TASK GOAL →
Starting at the line that has "and publishes the" and stopping after the line that has "default profile is", reproduce the listing below exactly; omit everything else.

EXTRACTED ENTRIES →
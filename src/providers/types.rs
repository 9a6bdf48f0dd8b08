//! Provider types: the `LLMProvider` trait, chat options, and response
//! shapes shared by all provider adapters.

use async_trait::async_trait;
use serde::{Deserialize, Serialize};
use serde_json::Value;

use crate::error::Result;
use crate::session::Message;

/// Definition of a tool the LLM may call: the `{name, description,
/// parameters}` shape presented alongside the chat request.
#[derive(Debug, Clone, Serialize, Deserialize)]
pub struct ToolDefinition {
    /// The name of the tool (unique within a registry)
    pub name: String,
    /// Human-readable description of what the tool does
    pub description: String,
    /// JSON Schema describing the tool's parameters
    pub parameters: Value,
}

impl ToolDefinition {
    pub fn new(name: &str, description: &str, parameters: Value) -> Self {
        Self {
            name: name.to_string(),
            description: description.to_string(),
            parameters,
        }
    }
}

/// Trait for LLM providers.
///
/// The adapter translates between the gateway's canonical message shape and
/// the provider's API dialect. Dialect concerns such as string-encoded
/// tool arguments stay inside the adapter: the core always sees tool
/// call arguments as JSON maps.
#[async_trait]
pub trait LLMProvider: Send + Sync {
    /// Send a chat completion request.
    ///
    /// Implementations must tolerate an empty tool list and messages with
    /// empty content.
    async fn chat(
        &self,
        messages: Vec<Message>,
        tools: Vec<ToolDefinition>,
        model: Option<&str>,
        options: ChatOptions,
    ) -> Result<LLMResponse>;

    /// The model used when a call names none.
    fn default_model(&self) -> &str;

    /// The provider name (e.g., "openai").
    fn name(&self) -> &str;
}

/// Options for chat completion requests (builder pattern).
#[derive(Debug, Clone, Default)]
pub struct ChatOptions {
    /// Maximum number of tokens to generate
    pub max_tokens: Option<u32>,
    /// Temperature for sampling
    pub temperature: Option<f32>,
}

impl ChatOptions {
    pub fn new() -> Self {
        Self::default()
    }

    pub fn with_max_tokens(mut self, max_tokens: u32) -> Self {
        self.max_tokens = Some(max_tokens);
        self
    }

    pub fn with_temperature(mut self, temperature: f32) -> Self {
        self.temperature = Some(temperature);
        self
    }
}

/// Response from a chat completion request.
#[derive(Debug, Clone, Serialize, Deserialize)]
pub struct LLMResponse {
    /// Text content of the response
    pub content: String,
    /// Tool calls made by the LLM (if any)
    pub tool_calls: Vec<LLMToolCall>,
    /// Why generation stopped (e.g. "stop", "tool_calls"), if reported
    pub finish_reason: Option<String>,
    /// Token usage information (if available)
    pub usage: Option<Usage>,
}

impl LLMResponse {
    /// A plain text response with no tool calls.
    pub fn text(content: &str) -> Self {
        Self {
            content: content.to_string(),
            tool_calls: vec![],
            finish_reason: Some("stop".to_string()),
            usage: None,
        }
    }

    /// A response carrying tool calls.
    pub fn with_tools(content: &str, tool_calls: Vec<LLMToolCall>) -> Self {
        Self {
            content: content.to_string(),
            tool_calls,
            finish_reason: Some("tool_calls".to_string()),
            usage: None,
        }
    }

    pub fn has_tool_calls(&self) -> bool {
        !self.tool_calls.is_empty()
    }
}

/// A tool call requested by the LLM.
///
/// `arguments` is always a JSON object here; providers that transport
/// arguments as encoded strings decode them before this point.
#[derive(Debug, Clone, Serialize, Deserialize)]
pub struct LLMToolCall {
    /// Opaque identifier echoed back in the matching tool result
    pub id: String,
    /// Name of the tool to execute
    pub name: String,
    /// Argument object for the tool
    pub arguments: Value,
}

impl LLMToolCall {
    pub fn new(id: &str, name: &str, arguments: Value) -> Self {
        Self {
            id: id.to_string(),
            name: name.to_string(),
            arguments,
        }
    }

    /// The arguments re-encoded as a JSON string, as stored in session
    /// history.
    pub fn arguments_json(&self) -> String {
        self.arguments.to_string()
    }
}

/// Token usage information from a completion request.
#[derive(Debug, Clone, Serialize, Deserialize)]
pub struct Usage {
    pub prompt_tokens: u32,
    pub completion_tokens: u32,
    pub total_tokens: u32,
}

impl Usage {
    pub fn new(prompt_tokens: u32, completion_tokens: u32) -> Self {
        Self {
            prompt_tokens,
            completion_tokens,
            total_tokens: prompt_tokens + completion_tokens,
        }
    }
}
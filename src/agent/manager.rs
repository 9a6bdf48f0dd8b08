//! Agent manager: routes inbound messages to agent loops.
//!
//! One loop per configured agent profile plus the default. Routing follows
//! the session's contact policy: a registered contact with a non-empty
//! `agent_id` goes to that profile; everything else, unknown profile ids
//! included, goes to the default loop.

use std::collections::HashMap;
use std::sync::Arc;

use tokio_util::sync::CancellationToken;
use tracing::{error, info, warn};

use crate::bus::{InboundMessage, MessageBus, OutboundMessage};
use crate::config::Config;
use crate::contacts::ContactStore;
use crate::error::{Result, YoctoError};
use crate::providers::LLMProvider;

use super::AgentLoop;

/// Routes each inbound message to the right agent loop and publishes the
/// resulting reply.
pub struct AgentManager {
    bus: Arc<MessageBus>,
    contacts: Arc<ContactStore>,
    default_agent: String,
    agents: HashMap<String, Arc<AgentLoop>>,
}

impl AgentManager {
    /// Build one loop per configured profile (the default profile is
    /// synthesized when the config does not name it).
    pub async fn new(
        cfg: &Config,
        bus: Arc<MessageBus>,
        provider: Arc<dyn LLMProvider>,
        contacts: Arc<ContactStore>,
        cancel: &CancellationToken,
    ) -> Result<Self> {
        let default_agent = cfg.default_agent_id().to_string();
        let mut agent_ids = cfg.agent_ids();
        if !agent_ids.contains(&default_agent) {
            agent_ids.push(default_agent.clone());
        }

        let mut agents = HashMap::new();
        for agent_id in &agent_ids {
            let profile = cfg.resolve_profile(agent_id);
            let agent = AgentLoop::new(
                profile,
                cfg.default_response(),
                Arc::clone(&bus),
                Arc::clone(&provider),
                Some(Arc::clone(&contacts)),
                cfg.contacts_only,
                cancel,
            )
            .await?;
            agents.insert(agent_id.clone(), agent);
        }

        info!(
            default_agent = %default_agent,
            agent_count = agents.len(),
            "Agent manager initialized"
        );

        Ok(Self {
            bus,
            contacts,
            default_agent,
            agents,
        })
    }

    /// The default agent loop.
    ///
    /// # Errors
    /// `NotFound` if construction somehow skipped the default profile.
    pub fn default_loop(&self) -> Result<&Arc<AgentLoop>> {
        self.agents
            .get(&self.default_agent)
            .ok_or_else(|| YoctoError::NotFound(format!("agent {}", self.default_agent)))
    }

    /// Consume the inbound queue until cancellation or bus close.
    pub async fn run(&self, cancel: CancellationToken) {
        loop {
            let Some(msg) = self.bus.consume_inbound(&cancel).await else {
                info!("Inbound queue closed, agent manager stopping");
                break;
            };
            self.dispatch(&cancel, msg).await;
        }
    }

    /// Shut down every agent loop.
    pub async fn shutdown(&self) {
        for agent in self.agents.values() {
            agent.shutdown().await;
        }
    }

    async fn dispatch(&self, cancel: &CancellationToken, msg: InboundMessage) {
        let Ok(agent) = self.resolve_loop(&msg).await else {
            error!(session_key = %msg.session_key, "No agent loop available");
            return;
        };

        match agent.process(cancel, &msg).await {
            Ok(Some(reply)) if !reply.is_empty() => {
                agent
                    .publish_with_delay(
                        cancel,
                        OutboundMessage::new(&msg.channel, &msg.chat_id, &reply),
                        &msg.session_key,
                    )
                    .await;
            }
            Ok(_) => {}
            Err(e) => {
                error!(
                    session_key = %msg.session_key,
                    error = %e,
                    "Message processing failed"
                );
                let failure = OutboundMessage::new(
                    &msg.channel,
                    &msg.chat_id,
                    &format!("Error processing message: {}", e),
                );
                if let Err(publish_err) = self.bus.publish_outbound(failure).await {
                    warn!(error = %publish_err, "Failed to publish error reply");
                }
            }
        }
    }

    /// Resolve the loop for a message via its contact's `agent_id`.
    async fn resolve_loop(&self, msg: &InboundMessage) -> Result<&Arc<AgentLoop>> {
        let mut agent_id = self.default_agent.clone();
        if let Some(policy) = self.contacts.policy_for_session(&msg.session_key).await {
            if !policy.agent_id.is_empty() {
                agent_id = policy.agent_id;
            }
        }

        if let Some(agent) = self.agents.get(&agent_id) {
            return Ok(agent);
        }

        warn!(
            contact_agent_id = %agent_id,
            default_agent = %self.default_agent,
            session_key = %msg.session_key,
            "Unknown contact agent_id, falling back to default agent"
        );
        self.default_loop()
    }
}
impl ContactStore {
    /// Create an in-memory store without persistence.
    pub fn new_memory() -> Self {
        Self {
            policies: Arc::new(RwLock::new(HashMap::new())),
            defaults: Arc::new(RwLock::new(HashMap::new())),
            storage_dir: None,
        }
    }

    /// Create a store persisting under `dir` and load existing state.
    ///
    /// # Errors
    /// Returns an error if the directory cannot be created.
    pub async fn with_dir(dir: PathBuf) -> Result<Self> {
        std::fs::create_dir_all(&dir)?;
        let store = Self {
            policies: Arc::new(RwLock::new(HashMap::new())),
            defaults: Arc::new(RwLock::new(HashMap::new())),
            storage_dir: Some(dir),
        };
        store.load().await;
        Ok(store)
    }

    /// Get a policy by channel and contact id.
    pub async fn get(&self, channel: &str, contact_id: &str) -> Option<ContactPolicy> {
        let policies = self.policies.read().await;
        policies.get(&make_key(channel, contact_id)).cloned()
    }

    /// Insert or update a policy. The response delay is clamped to
    /// `[0, 3600]`; timestamps are managed by the store.
    pub async fn set(&self, mut policy: ContactPolicy) -> Result<()> {
        policy.response_delay_seconds = policy
            .response_delay_seconds
            .min(MAX_RESPONSE_DELAY_SECONDS);
        let key = policy.session_key();
        {
            let mut policies = self.policies.write().await;
            match policies.get_mut(&key) {
                Some(existing) => {
                    policy.created_at = existing.created_at;
                    policy.updated_at = Utc::now();
                    *existing = policy;
                }
                None => {
                    let now = Utc::now();
                    policy.created_at = now;
                    policy.updated_at = now;
                    policies.insert(key, policy);
                }
            }
        }
        self.save_policies().await
    }

    /// Remove a policy.
    ///
    /// # Errors
    /// [`YoctoError::NotFound`] when no policy exists for the key.
    pub async fn delete(&self, channel: &str, contact_id: &str) -> Result<()> {
        let key = make_key(channel, contact_id);
        {
            let mut policies = self.policies.write().await;
            if policies.remove(&key).is_none() {
                return Err(YoctoError::NotFound(format!("contact policy {}", key)));
            }
        }
        self.save_policies().await
    }

    /// All policies, sorted by session key.
    pub async fn list(&self) -> Vec<ContactPolicy> {
        let policies = self.policies.read().await;
        let mut all: Vec<ContactPolicy> = policies.values().cloned().collect();
        all.sort_by(|a, b| a.session_key().cmp(&b.session_key()));
        all
    }

    /// Number of registered policies.
    pub async fn count(&self) -> usize {
        self.policies.read().await.len()
    }

    /// Look up the policy for a session key.
    ///
    /// Tries the exact key first; on a miss, WhatsApp-shaped chat ids are
    /// retried with everything after the first `@` stripped
    /// (`whatsapp:5511@s.whatsapp.net` → `whatsapp:5511`).
    pub async fn policy_for_session(&self, session_key: &str) -> Option<ContactPolicy> {
        let policies = self.policies.read().await;
        if let Some(policy) = policies.get(session_key) {
            return Some(policy.clone());
        }

        let (channel, chat_id) = session_key.split_once(':')?;
        if channel.is_empty() {
            return None;
        }
        let at = chat_id.find('@')?;
        if at == 0 {
            return None;
        }
        policies
            .get(&make_key(channel, &chat_id[..at]))
            .cloned()
    }

    /// Whether a session has a registered contact policy.
    pub async fn is_registered(&self, session_key: &str) -> bool {
        self.policy_for_session(session_key).await.is_some()
    }

    /// Default instructions for a channel, falling back to the `"*"` entry.
    pub async fn get_default(&self, channel: &str) -> Option<String> {
        let defaults = self.defaults.read().await;
        defaults
            .get(channel)
            .or_else(|| defaults.get("*"))
            .cloned()
    }

    /// Set default instructions for a channel (use `"*"` for global).
    pub async fn set_default(&self, channel: &str, instructions: &str) -> Result<()> {
        {
            let mut defaults = self.defaults.write().await;
            defaults.insert(channel.to_string(), instructions.to_string());
        }
        self.save_defaults().await
    }

    /// Remove a channel's default instructions.
    ///
    /// # Errors
    /// [`YoctoError::NotFound`] when the channel has no default.
    pub async fn delete_default(&self, channel: &str) -> Result<()> {
        {
            let mut defaults = self.defaults.write().await;
            if defaults.remove(channel).is_none() {
                return Err(YoctoError::NotFound(format!(
                    "default instructions for channel {}",
                    channel
                )));
            }
        }
        self.save_defaults().await
    }

    /// All channel defaults.
    pub async fn list_defaults(&self) -> HashMap<String, String> {
        self.defaults.read().await.clone()
    }

    async fn load(&self) {
        let Some(dir) = &self.storage_dir else {
            return;
        };

        if let Ok(content) = tokio::fs::read_to_string(dir.join("policies.json")).await {
            if let Ok(items) = serde_json::from_str::<Vec<ContactPolicy>>(&content) {
                let mut policies = self.policies.write().await;
                for item in items {
                    policies.insert(item.session_key(), item);
                }
            }
        }

        if let Ok(content) = tokio::fs::read_to_string(dir.join("defaults.json")).await {
            if let Ok(items) = serde_json::from_str::<HashMap<String, String>>(&content) {
                *self.defaults.write().await = items;
            }
        }
    }

    async fn save_policies(&self) -> Result<()> {
        let Some(dir) = &self.storage_dir else {
            return Ok(());
        };
        let items = self.list().await;
        let content = serde_json::to_string_pretty(&items)?;
        tokio::fs::write(dir.join("policies.json"), content).await?;
        Ok(())
    }

    async fn save_defaults(&self) -> Result<()> {
        let Some(dir) = &self.storage_dir else {
            return Ok(());
        };
        let items = self.list_defaults().await;
        let content = serde_json::to_string_pretty(&items)?;
        tokio::fs::write(dir.join("defaults.json"), content).await?;
        Ok(())
    }
}

impl Clone for ContactStore {
    fn clone(&self) -> Self {
        Self {
            policies: Arc::clone(&self.policies),
            defaults: Arc::clone(&self.defaults),
            storage_dir: self.storage_dir.clone(),
        }
    }
}

impl Default for ContactStore {
    fn default() -> Self {
        Self::new_memory()
    }
}

fn make_key(channel: &str, contact_id: &str) -> String {
    format!("{}:{}", channel, contact_id)
}

#[cfg(test)]
mod tests {
    use super::*;
    use tempfile::TempDir;

    #[tokio::test]
    async fn test_set_get_delete() {
        let store = ContactStore::new_memory();
        let mut policy = ContactPolicy::new("telegram", "42");
        policy.display_name = "Alice".to_string();
        store.set(policy).await.unwrap();

        let found = store.get("telegram", "42").await.unwrap();
        assert_eq!(found.display_name, "Alice");
        assert_eq!(store.count().await, 1);

        store.delete("telegram", "42").await.unwrap();
        assert!(store.get("telegram", "42").await.is_none());
        assert!(matches!(
            store.delete("telegram", "42").await,
            Err(YoctoError::NotFound(_))
        ));
    }

    #[tokio::test]
    async fn test_set_preserves_created_at() {
        let store = ContactStore::new_memory();
        store
            .set(ContactPolicy::new("telegram", "42"))
            .await
            .unwrap();
        let created = store.get("telegram", "42").await.unwrap().created_at;

        let mut update = ContactPolicy::new("telegram", "42");
        update.instructions = "be brief".to_string();
        store.set(update).await.unwrap();

        let found = store.get("telegram", "42").await.unwrap();
        assert_eq!(found.created_at, created);
        assert_eq!(found.instructions, "be brief");
    }

    #[tokio::test]
    async fn test_response_delay_clamped() {
        let store = ContactStore::new_memory();
        let mut policy = ContactPolicy::new("telegram", "42");
        policy.response_delay_seconds = 90_000;
        store.set(policy).await.unwrap();
        assert_eq!(
            store
                .get("telegram", "42")
                .await
                .unwrap()
                .response_delay_seconds,
            MAX_RESPONSE_DELAY_SECONDS
        );
    }

    #[tokio::test]
    async fn test_policy_for_session_exact() {
        let store = ContactStore::new_memory();
        store
            .set(ContactPolicy::new("telegram", "42"))
            .await
            .unwrap();
        assert!(store.policy_for_session("telegram:42").await.is_some());
        assert!(store.policy_for_session("telegram:43").await.is_none());
        assert!(store.is_registered("telegram:42").await);
    }

    #[tokio::test]
    async fn test_policy_for_session_strips_whatsapp_jid() {
        let store = ContactStore::new_memory();
        store
            .set(ContactPolicy::new("whatsapp", "5511982650676"))
            .await
            .unwrap();

        let found = store
            .policy_for_session("whatsapp:5511982650676@s.whatsapp.net")
            .await;
        assert!(found.is_some());
        assert_eq!(found.unwrap().contact_id, "5511982650676");

        // The stripped form is also a direct hit.
        assert!(store
            .policy_for_session("whatsapp:5511982650676")
            .await
            .is_some());
        // A different number does not match.
        assert!(store
            .policy_for_session("whatsapp:999@s.whatsapp.net")
            .await
            .is_none());
    }

    #[tokio::test]
    async fn test_policy_for_session_malformed_keys() {
        let store = ContactStore::new_memory();
        store.set(ContactPolicy::new("whatsapp", "x")).await.unwrap();
        assert!(store.policy_for_session("no-colon-here").await.is_none());
        assert!(store.policy_for_session(":justchat").await.is_none());
        assert!(store.policy_for_session("whatsapp:@host").await.is_none());
    }

    #[tokio::test]
    async fn test_defaults_with_global_fallback() {
        let store = ContactStore::new_memory();
        assert!(store.get_default("telegram").await.is_none());

        store.set_default("*", "global rules").await.unwrap();
        store.set_default("telegram", "tg rules").await.unwrap();

        assert_eq!(
            store.get_default("telegram").await.as_deref(),
            Some("tg rules")
        );
        assert_eq!(
            store.get_default("discord").await.as_deref(),
            Some("global rules")
        );
    }

    #[tokio::test]
    async fn test_set_default_overwrites() {
        let store = ContactStore::new_memory();
        store.set_default("telegram", "x").await.unwrap();
        store.set_default("telegram", "y").await.unwrap();
        assert_eq!(store.get_default("telegram").await.as_deref(), Some("y"));
    }

    #[tokio::test]
    async fn test_delete_default() {
        let store = ContactStore::new_memory();
        store.set_default("telegram", "x").await.unwrap();
        store.delete_default("telegram").await.unwrap();
        assert!(store.get_default("telegram").await.is_none());
        assert!(matches!(
            store.delete_default("telegram").await,
            Err(YoctoError::NotFound(_))
        ));
    }

    #[tokio::test]
    async fn test_persistence_roundtrip() {
        let temp = TempDir::new().unwrap();
        let dir = temp.path().to_path_buf();

        {
            let store = ContactStore::with_dir(dir.clone()).await.unwrap();
            let mut policy = ContactPolicy::new("whatsapp", "5511");
            policy.agent_id = "work".to_string();
            policy.allowed_mcp_servers = vec!["fs".to_string()];
            policy.response_delay_seconds = 30;
            store.set(policy).await.unwrap();
            store.set_default("*", "be nice").await.unwrap();
        }

        let store = ContactStore::with_dir(dir).await.unwrap();
        let policy = store.get("whatsapp", "5511").await.unwrap();
        assert_eq!(policy.agent_id, "work");
        assert_eq!(policy.allowed_mcp_servers, vec!["fs"]);
        assert_eq!(policy.response_delay_seconds, 30);
        assert_eq!(store.get_default("qq").await.as_deref(), Some("be nice"));
    }

    #[tokio::test]
    async fn test_list_sorted() {
        let store = ContactStore::new_memory();
        store.set(ContactPolicy::new("b", "2")).await.unwrap();
        store.set(ContactPolicy::new("a", "1")).await.unwrap();
        let all = store.list().await;
        assert_eq!(all.len(), 2);
        assert_eq!(all[0].session_key(), "a:1");
        assert_eq!(all[1].session_key(), "b:2");
    }
}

SOLVED PROBLEM →
/// Routes each inbound message to the right agent loop and publishes the
/// resulting reply.
pub struct AgentManager {
    bus: Arc<MessageBus>,
    contacts: Arc<ContactStore>,
    default_agent: String,
    agents: HashMap<String, Arc<AgentLoop>>,
}

impl AgentManager {
    /// Build one loop per configured profile (the default profile is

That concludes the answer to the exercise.